Moussaka is a classic Greek comfort food, featuring layers of eggplant, potatoes, and a rich, spiced meat sauce topped with creamy béchamel. This hearty dish is perfect for family gatherings and special occasions, offering a taste of Greece in every bite.
Ingredients
For the Meat Sauce:
- 500g ground lamb or beef
- 1 onion, finely chopped
- 2 cloves garlic, minced
- 400g canned crushed tomatoes
- 2 tbsp tomato paste
- 1 tsp ground cinnamon
- 1 tsp dried oregano
- ½ tsp ground allspice
- ½ cup red wine (optional)
- Salt and black pepper to taste
- 2 tbsp olive oil
For the Eggplant and Potatoes:
- 2 large eggplants, sliced into ½-inch rounds
- 2 large potatoes, peeled and sliced
- Olive oil for brushing
- Salt to taste
For the Béchamel Sauce:
- 4 tbsp butter
- 4 tbsp all-purpose flour
- 2 cups whole milk, warmed
- ½ cup grated Parmesan cheese
- 2 egg yolks
- Pinch of nutmeg
- Salt and black pepper to taste
Instructions
1. Prepare the Eggplant and Potatoes
- Preheat the oven to 200°C (400°F).
- Brush the eggplant slices with olive oil and place them on a baking sheet.
- Bake for 20 minutes, flipping halfway, until golden and tender.
- Meanwhile, boil the potato slices in salted water for 5 minutes until slightly tender. Drain and set aside.
2. Make the Meat Sauce
- Heat olive oil in a pan over medium heat.

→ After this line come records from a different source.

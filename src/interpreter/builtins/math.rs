// パス: src/interpreter/builtins/math.rs
// 役割: Math 名前空間オブジェクト

use runtime_heap::{Attributes, Property, PropertyKey, Value};

use super::{define_constant, define_global};
use crate::interpreter::ops::{to_int32, to_uint32};
use crate::interpreter::{arg, Interpreter, JsResult};

fn unary(interp: &mut Interpreter, target: runtime_heap::ObjectId, name: &str, f: fn(f64) -> f64) {
    interp.define_method(target, name, 1, move |interp, _, args| {
        let x = interp.to_number(&arg(args, 0))?;
        Ok(Value::Number(f(x)))
    });
}

fn numbers(interp: &mut Interpreter, args: &[Value]) -> JsResult<Vec<f64>> {
    let mut out = Vec::with_capacity(args.len());
    for a in args {
        out.push(interp.to_number(a)?);
    }
    Ok(out)
}

/// 0.5 ちょうどは正の無限大方向へ丸める。
fn js_round(x: f64) -> f64 {
    if !x.is_finite() || x.fract() == 0.0 {
        return x;
    }
    let r = (x + 0.5).floor();
    if r == 0.0 && x < 0.0 {
        -0.0
    } else {
        r
    }
}

pub(super) fn install(interp: &mut Interpreter) {
    let math = interp.heap.alloc_ordinary();
    define_global(interp, "Math", Value::Object(math));

    for (name, value) in [
        ("PI", std::f64::consts::PI),
        ("E", std::f64::consts::E),
        ("LN2", std::f64::consts::LN_2),
        ("LN10", std::f64::consts::LN_10),
        ("LOG2E", std::f64::consts::LOG2_E),
        ("LOG10E", std::f64::consts::LOG10_E),
        ("SQRT2", std::f64::consts::SQRT_2),
        ("SQRT1_2", std::f64::consts::FRAC_1_SQRT_2),
    ] {
        define_constant(interp, math, name, Value::Number(value));
    }
    let tag = interp.well_known.to_string_tag;
    interp.heap.object_mut(math).define(
        PropertyKey::Symbol(tag),
        Property::data(Value::string("Math"), Attributes::CONFIGURABLE),
    );

    let table: [(&str, fn(f64) -> f64); 26] = [
        ("abs", f64::abs),
        ("floor", f64::floor),
        ("ceil", f64::ceil),
        ("trunc", f64::trunc),
        ("round", js_round),
        ("sign", |x| if x.is_nan() || x == 0.0 { x } else { x.signum() }),
        ("sqrt", f64::sqrt),
        ("cbrt", f64::cbrt),
        ("exp", f64::exp),
        ("expm1", f64::exp_m1),
        ("log", f64::ln),
        ("log2", f64::log2),
        ("log10", f64::log10),
        ("log1p", f64::ln_1p),
        ("sin", f64::sin),
        ("cos", f64::cos),
        ("tan", f64::tan),
        ("asin", f64::asin),
        ("acos", f64::acos),
        ("atan", f64::atan),
        ("sinh", f64::sinh),
        ("cosh", f64::cosh),
        ("tanh", f64::tanh),
        ("asinh", f64::asinh),
        ("acosh", f64::acosh),
        ("atanh", f64::atanh),
    ];
    for (name, f) in table {
        unary(interp, math, name, f);
    }
    unary(interp, math, "fround", |x| x as f32 as f64);
    unary(interp, math, "clz32", |x| to_uint32(x).leading_zeros() as f64);

    interp.define_method(math, "atan2", 2, |interp, _, args| {
        let y = interp.to_number(&arg(args, 0))?;
        let x = interp.to_number(&arg(args, 1))?;
        Ok(Value::Number(y.atan2(x)))
    });
    interp.define_method(math, "pow", 2, |interp, _, args| {
        let x = interp.to_number(&arg(args, 0))?;
        let y = interp.to_number(&arg(args, 1))?;
        Ok(Value::Number(crate::interpreter::ops::number_op(crate::ast::BinaryOp::Exp, x, y)))
    });
    interp.define_method(math, "imul", 2, |interp, _, args| {
        let a = to_int32(interp.to_number(&arg(args, 0))?);
        let b = to_int32(interp.to_number(&arg(args, 1))?);
        Ok(Value::Number(a.wrapping_mul(b) as f64))
    });
    interp.define_method(math, "max", 2, |interp, _, args| {
        let mut best = f64::NEG_INFINITY;
        for x in numbers(interp, args)? {
            if x.is_nan() {
                return Ok(Value::Number(f64::NAN));
            }
            if x > best || (x == 0.0 && best == 0.0 && best.is_sign_negative()) {
                best = x;
            }
        }
        Ok(Value::Number(best))
    });
    interp.define_method(math, "min", 2, |interp, _, args| {
        let mut best = f64::INFINITY;
        for x in numbers(interp, args)? {
            if x.is_nan() {
                return Ok(Value::Number(f64::NAN));
            }
            if x < best || (x == 0.0 && best == 0.0 && x.is_sign_negative()) {
                best = x;
            }
        }
        Ok(Value::Number(best))
    });
    interp.define_method(math, "hypot", 2, |interp, _, args| {
        let xs = numbers(interp, args)?;
        if xs.iter().any(|x| x.is_infinite()) {
            return Ok(Value::Number(f64::INFINITY));
        }
        Ok(Value::Number(xs.iter().map(|x| x * x).sum::<f64>().sqrt()))
    });
    interp.define_method(math, "random", 0, |interp, _, _| {
        Ok(Value::Number(interp.next_random()))
    });
}

#[cfg(test)]
mod tests {
    use super::js_round;
    use crate::interpreter::test_util::eval_display;

    #[test]
    /// round は .5 を正方向へ丸める。
    fn rounding() {
        assert_eq!(js_round(2.5), 3.0);
        assert_eq!(js_round(-2.5), -2.0);
        assert!(js_round(-0.4).is_sign_negative());
    }

    #[test]
    /// max / min と NaN。
    fn extremes() {
        assert_eq!(eval_display("Math.max(1, 5, 3)"), "5");
        assert_eq!(eval_display("Math.min()"), "Infinity");
        assert_eq!(eval_display("Math.max(1, NaN)"), "NaN");
    }

    #[test]
    /// random は [0, 1) に収まる。
    fn random_range() {
        assert_eq!(eval_display("let ok = true; for (let i = 0; i < 100; i++) { const r = Math.random(); if (r < 0 || r >= 1) ok = false; } ok"), "true");
    }

    #[test]
    /// 整数演算系。
    fn integer_helpers() {
        assert_eq!(eval_display("Math.imul(0xffffffff, 5)"), "-5");
        assert_eq!(eval_display("Math.clz32(1)"), "31");
        assert_eq!(eval_display("Math.hypot(3, 4)"), "5");
    }
}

- Sauté the onions until soft, then add garlic and cook for another minute.
- Add the ground meat, breaking it apart with a spoon, and cook until browned.
- Stir in tomato paste, crushed tomatoes, cinnamon, oregano, allspice, salt, and pepper.
- Pour in red wine (if using) and let it simmer for 20 minutes until thickened.
3. Prepare the Béchamel Sauce
- Melt butter in a saucepan over medium heat.
- Whisk in flour and cook for 1-2 minutes until lightly golden.
- Gradually add warm milk, whisking constantly to avoid lumps.
- Cook until thickened, then remove from heat.
- Stir in Parmesan cheese, nutmeg, salt, and pepper.
- Allow to cool slightly, then whisk in egg yolks for a rich texture.
4. Assemble the Moussaka
- Preheat the oven to 180°C (350°F).
- In a greased baking dish, layer the potatoes evenly at the bottom.
- Add a layer of roasted eggplant slices.
- Spread the meat sauce evenly over the eggplant.
- Add another layer of eggplant slices on top.
- Pour the béchamel sauce over the layers, spreading it evenly.
5. Bake and Serve
- Bake for 40-45 minutes until the top is golden brown.
- Let it rest for 15 minutes before slicing to allow the layers to set.
- Serve warm and enjoy the authentic taste of Greek comfort food.